# Angelboot Ilka



## hajo_s (12. November 2013)

Hallo,
hat hier jemand Erfahrungen mit o.g. Boot?
Ich erwäge, mir dieses Boot zu kaufen. Hätte aber vorher gern mal die eine oder andere Erfahrung gehört.
Gruß, Hajo


----------



## 63°Nord (12. November 2013)

*AW: Angelboot Ilka*

Ist das dieses Boot?   http://kleinanzeigen.ebay.de/anzeig...boot/133159392-211-76?clk_rvr_id=546820176817


----------



## Don-Machmut (12. November 2013)

*AW: Angelboot Ilka*

sieht schwer nach polen boot aus für denn preis bei der größe sollte man es sich genau ansehen #h#h


----------



## hajo_s (12. November 2013)

*AW: Angelboot Ilka*

Nicht ganz das Boot. Ich würde das ohne Konsole nehmen.

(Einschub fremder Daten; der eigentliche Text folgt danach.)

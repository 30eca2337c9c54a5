// src/notify/webhook.rs
use async_trait::async_trait;
use chrono::{DateTime, Utc};
use reqwest::{Client, StatusCode};
use serde::Serialize;
use tracing::{error, info};
use url::Url;

use super::Notifier;

#[derive(Debug, thiserror::Error)]
pub enum NotifyError {
    #[error("webhook responded with status {0}")]
    Rejected(StatusCode),

    #[error("webhook request failed: {0}")]
    Transport(#[from] reqwest::Error),
}

#[derive(Debug, Serialize)]
struct WebhookPayload<'a> {
    content: &'a str,
}

/// Posts down alerts to a chat-style webhook as `{"content": "..."}`.
pub struct WebhookNotifier {
    client: Client,
    webhook: Option<Url>,
}

impl WebhookNotifier {
    pub fn new(client: Client, webhook: Option<Url>) -> Self {
        Self { client, webhook }
    }

    pub fn is_configured(&self) -> bool {
        self.webhook.is_some()
    }

    async fn send(&self, webhook: &Url, message: &str) -> Result<(), NotifyError> {
        let response = self
            .client
            .post(webhook.as_str())
            .json(&WebhookPayload { content: message })
            .send()
            .await?;

        let status = response.status();
        if status.is_success() {
            Ok(())
        } else {
            Err(NotifyError::Rejected(status))
        }
    }
}

#[async_trait]
impl Notifier for WebhookNotifier {
    async fn notify(&self, service_name: &str, service_url: &str, service_type: &str) {
        let Some(webhook) = &self.webhook else {
            info!("Webhook not provided, skipping notification for {}", service_name);
            return;
        };

        let message = down_message(service_name, service_url, service_type, Utc::now());
        match self.send(webhook, &message).await {
            Ok(()) => info!("Webhook notification sent for {}", service_name),
            Err(e) => error!(
                "Failed to send webhook notification for {}: {}",
                service_name, e
            ),
        }
    }
}

pub fn down_message(
    service_name: &str,
    service_url: &str,
    service_type: &str,
    at: DateTime<Utc>,
) -> String {
    format!(
        "Service **{}** (Type: {}) at {} is currently **down**. Time: {}",
        service_name,
        service_type,
        service_url,
        at.format("%Y-%m-%d %H:%M:%S UTC")
    )
}

#[cfg(test)]
mod tests {
    use super::*;
    use chrono::TimeZone;
    use mockito::Matcher;
    use std::io;
    use std::sync::{Arc, Mutex};

    #[derive(Clone, Default)]
    struct LogBuffer(Arc<Mutex<Vec<u8>>>);

    impl LogBuffer {
        fn contents(&self) -> String {
            String::from_utf8(self.0.lock().unwrap().clone()).unwrap()
        }
    }

    impl io::Write for LogBuffer {
        fn write(&mut self, buf: &[u8]) -> io::Result<usize> {
            self.0.lock().unwrap().extend_from_slice(buf);
            Ok(buf.len())
        }

        fn flush(&mut self) -> io::Result<()> {
            Ok(())
        }
    }

    #[test]
    fn test_down_message_format() {
        let at = Utc.with_ymd_and_hms(2024, 5, 1, 12, 30, 5).unwrap();

        let message = down_message("Acme API", "https://api.acme.example", "service", at);

        assert_eq!(
            message,
            "Service **Acme API** (Type: service) at https://api.acme.example is currently **down**. Time: 2024-05-01 12:30:05 UTC"
        );
    }

    #[tokio::test]
    async fn test_posts_content_payload() {
        let mut server = mockito::Server::new_async().await;
        let mock = server
            .mock("POST", "/hook")
            .match_header("content-type", "application/json")
            .match_body(Matcher::Regex(
                r#"^\{"content":"Service \*\*Acme API\*\* \(Type: service\) at https://api\.acme\.example is currently \*\*down\*\*\. Time: .+ UTC"\}$"#.to_string(),
            ))
            .with_status(204)
            .expect(1)
            .create_async()
            .await;

        let webhook = Url::parse(&format!("{}/hook", server.url())).unwrap();
        let notifier = WebhookNotifier::new(Client::new(), Some(webhook));

        notifier
            .notify("Acme API", "https://api.acme.example", "service")
            .await;

        mock.assert_async().await;
    }

    #[tokio::test]
    async fn test_rejected_webhook_is_not_fatal() {
        let mut server = mockito::Server::new_async().await;
        let mock = server
            .mock("POST", "/hook")
            .with_status(500)
            .expect(1)
            .create_async()
            .await;

        let webhook = Url::parse(&format!("{}/hook", server.url())).unwrap();
        let notifier = WebhookNotifier::new(Client::new(), Some(webhook.clone()));

        let err = notifier.send(&webhook, "down").await.unwrap_err();
        assert!(matches!(err, NotifyError::Rejected(s) if s == StatusCode::INTERNAL_SERVER_ERROR));

        mock.assert_async().await;
    }

    #[tokio::test]
    async fn test_without_webhook_logs_and_skips() {
        let logs = LogBuffer::default();
        let writer = logs.clone();
        let subscriber = tracing_subscriber::fmt()
            .with_writer(move || writer.clone())
            .with_ansi(false)
            .finish();
        let _guard = tracing::subscriber::set_default(subscriber);

        let notifier = WebhookNotifier::new(Client::new(), None);
        assert!(!notifier.is_configured());

        notifier
            .notify("Acme Site", "https://acme.example", "website")
            .await;

        let output = logs.contents();
        assert!(output.contains("Webhook not provided"), "logs: {}", output);
        assert!(output.contains("Acme Site"));
        assert_eq!(output.lines().count(), 1);
    }
}
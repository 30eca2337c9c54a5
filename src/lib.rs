// src/lib.rs
pub mod config;
pub mod health;
pub mod history;
pub mod notify;
pub mod runner;
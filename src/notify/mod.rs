// src/notify/mod.rs
mod webhook;

pub use webhook::{down_message, NotifyError, WebhookNotifier};

use async_trait::async_trait;

/// Receives a call for every endpoint a run finds down.
///
/// Implementations handle their own failures: a notification that cannot be
/// delivered is logged, never returned to the checker.
#[async_trait]
pub trait Notifier: Send + Sync {
    async fn notify(&self, service_name: &str, service_url: &str, service_type: &str);
}
// src/main.rs
use anyhow::Result;
use tracing::{error, info};

use uptime_status::config::Settings;
use uptime_status::runner::{self, RunOutcome};

#[tokio::main]
async fn main() -> Result<()> {
    // Initialize tracing
    tracing_subscriber::fmt()
        .with_env_filter(
            tracing_subscriber::EnvFilter::from_default_env()
                .add_directive("uptime_status=info".parse()?)
                .add_directive("reqwest=info".parse()?),
        )
        .init();

    let settings = Settings::from_args();
    info!(
        "Checking services from {} into {}",
        settings.services.display(),
        settings.status.display()
    );

    match runner::run(&settings).await {
        Ok(RunOutcome::Completed(_)) | Ok(RunOutcome::CatalogMissing(_)) => Ok(()),
        Err(e) => {
            error!("Status check aborted: {:#}", e);
            Err(e)
        }
    }
}
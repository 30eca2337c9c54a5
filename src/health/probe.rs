// src/health/probe.rs
use reqwest::{Client, StatusCode};
use std::fmt;

/// Result of a single GET against an endpoint.
#[derive(Debug, Clone, PartialEq, Eq)]
pub enum ProbeOutcome {
    Success(StatusCode),
    HttpError(StatusCode),
    TransportError(String),
}

impl ProbeOutcome {
    pub fn is_active(&self) -> bool {
        matches!(self, Self::Success(_))
    }
}

impl fmt::Display for ProbeOutcome {
    fn fmt(&self, f: &mut fmt::Formatter<'_>) -> fmt::Result {
        match self {
            Self::Success(status) => write!(f, "up (HTTP {})", status),
            Self::HttpError(status) => write!(f, "down (HTTP {})", status),
            Self::TransportError(message) => write!(f, "down ({})", message),
        }
    }
}

#[derive(Clone)]
pub struct HttpProbe {
    client: Client,
}

impl HttpProbe {
    pub fn new(client: Client) -> Self {
        Self { client }
    }

    pub async fn probe(&self, url: &str) -> ProbeOutcome {
        match self.client.get(url).send().await {
            Ok(response) => {
                let status = response.status();
                if status.is_success() {
                    ProbeOutcome::Success(status)
                } else {
                    ProbeOutcome::HttpError(status)
                }
            }
            Err(e) if e.is_timeout() => ProbeOutcome::TransportError("request timeout".to_string()),
            Err(e) => ProbeOutcome::TransportError(e.to_string()),
        }
    }
}
// src/config/mod.rs
mod cli;
mod models;

pub use cli::{normalize_args, Settings};
pub use models::*;

use std::io::ErrorKind;
use std::path::{Path, PathBuf};

#[derive(Debug, thiserror::Error)]
pub enum ConfigError {
    #[error("service catalog not found: {}", .0.display())]
    Missing(PathBuf),

    #[error("failed to read service catalog {}: {source}", .path.display())]
    Read {
        path: PathBuf,
        #[source]
        source: std::io::Error,
    },

    #[error("failed to parse service catalog {}: {message}", .path.display())]
    Parse { path: PathBuf, message: String },
}

/// Load the service catalog from a file (YAML or JSON)
pub async fn load_catalog<P: AsRef<Path>>(path: P) -> Result<Catalog, ConfigError> {
    let path = path.as_ref();
    let contents = match tokio::fs::read_to_string(path).await {
        Ok(contents) => contents,
        Err(e) if e.kind() == ErrorKind::NotFound => {
            return Err(ConfigError::Missing(path.to_path_buf()))
        }
        Err(source) => {
            return Err(ConfigError::Read {
                path: path.to_path_buf(),
                source,
            })
        }
    };

    let parse_error = |message: String| ConfigError::Parse {
        path: path.to_path_buf(),
        message,
    };

    let extension = path.extension().and_then(|s| s.to_str());
    let catalog: Catalog = if extension == Some("yaml") || extension == Some("yml") {
        serde_yaml::from_str(&contents).map_err(|e| parse_error(e.to_string()))?
    } else {
        serde_json::from_str(&contents).map_err(|e| parse_error(e.to_string()))?
    };

    Ok(catalog)
}
pub mod handlers;
pub mod models;
pub mod router;
pub mod services;

pub use models::BookingError;
pub use services::transactor::BookingTransactor;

Von den Maßen aber nahezu identisch.


----------



## Waldemar (12. November 2013)

*AW: Angelboot Ilka*

hier der händler:
http://www.ebay.de/sch/shbbootsvertrieb/m.html?item=380072140513&rt=nc&_trksid=p2047675.l2562
ist alles aus polland. 
schau mal im board nach big anker.


----------



## 63°Nord (12. November 2013)

*AW: Angelboot Ilka*

Diese Boote werden unter verschiedenen Namen in DE verkauft. Unter anderen Big Anker; Ilka oder Arkona. Die Konstruktion ist im Grundmodell gleich und stammt aus den 80`er Jahren. Die Boote sind für küstennahe Gewässer(C) und große Binnenseeen zugelassen. Produziert werden sie in DE und in Polen(die Firma baut auch die Quicksilver)
Ich fahre dieses Boot seit 2007 und bin sehr zufrieden damit. auf meinem Haussee mit 3,5 PS und auf der Ostsee mit 10 PS. 
Diese Boote habe ich auch schon bei kommerziellen Vermietern auf Rügen und Usedom in verschiedenen Ausführungen gesehen.


----------



## André von Rügen (12. November 2013)

*AW: Angelboot Ilka*

hab auch schon ne zeit ne big anka,ist schon okay aber in der qwalität und stabilität nicht zu vergleichen mit den arkona booten die hier in wiek gebaut werden.aber die polen big anka und ilkas sind dafür auch nur halbsoteuer wie andere.

 gruss Andre


----------



## allegoric (12. November 2013)

*AW: Angelboot Ilka*



André von Rügen schrieb:


> hab auch schon ne zeit ne big anka,ist schon okay aber in der qwalität und stabilität nicht zu vergleichen mit den arkona booten die hier in wiek gebaut werden.aber die polen big anka und ilkas sind dafür auch nur halbsoteuer wie andere.
> 
> gruss Andre



Aber ganz schön hässlich finde ich die Wiekerboote. Da sind die Polendinger besser gelungen. Das ist wahrscheinlich auch so wie mit Klamotten aus Bulgarien oder sonst wo. Bis man sie getragen hat, sehen die spitze aus und dann...


----------



## hajo_s (13. November 2013)

*AW: Angelboot Ilka*

Mein Hauptrevier wären die Tagebauseen im Leipziger Raum. Ich denke, dafür reicht die Stabilität doch aus. Preislich sind das ja doch ganz schöne Unterschiede. Werde mal auf den kommenden Bootsmessen schauen, wie die Dinger in echt aussehen.


----------



## allegoric (13. November 2013)

*AW: Angelboot Ilka*



hajo_s schrieb:


> Mein Hauptrevier wären die Tagebauseen im Leipziger Raum. Ich denke, dafür reicht die Stabilität doch aus. Preislich sind das ja doch ganz schöne Unterschiede. Werde mal auf den kommenden Bootsmessen schauen, wie die Dinger in echt aussehen.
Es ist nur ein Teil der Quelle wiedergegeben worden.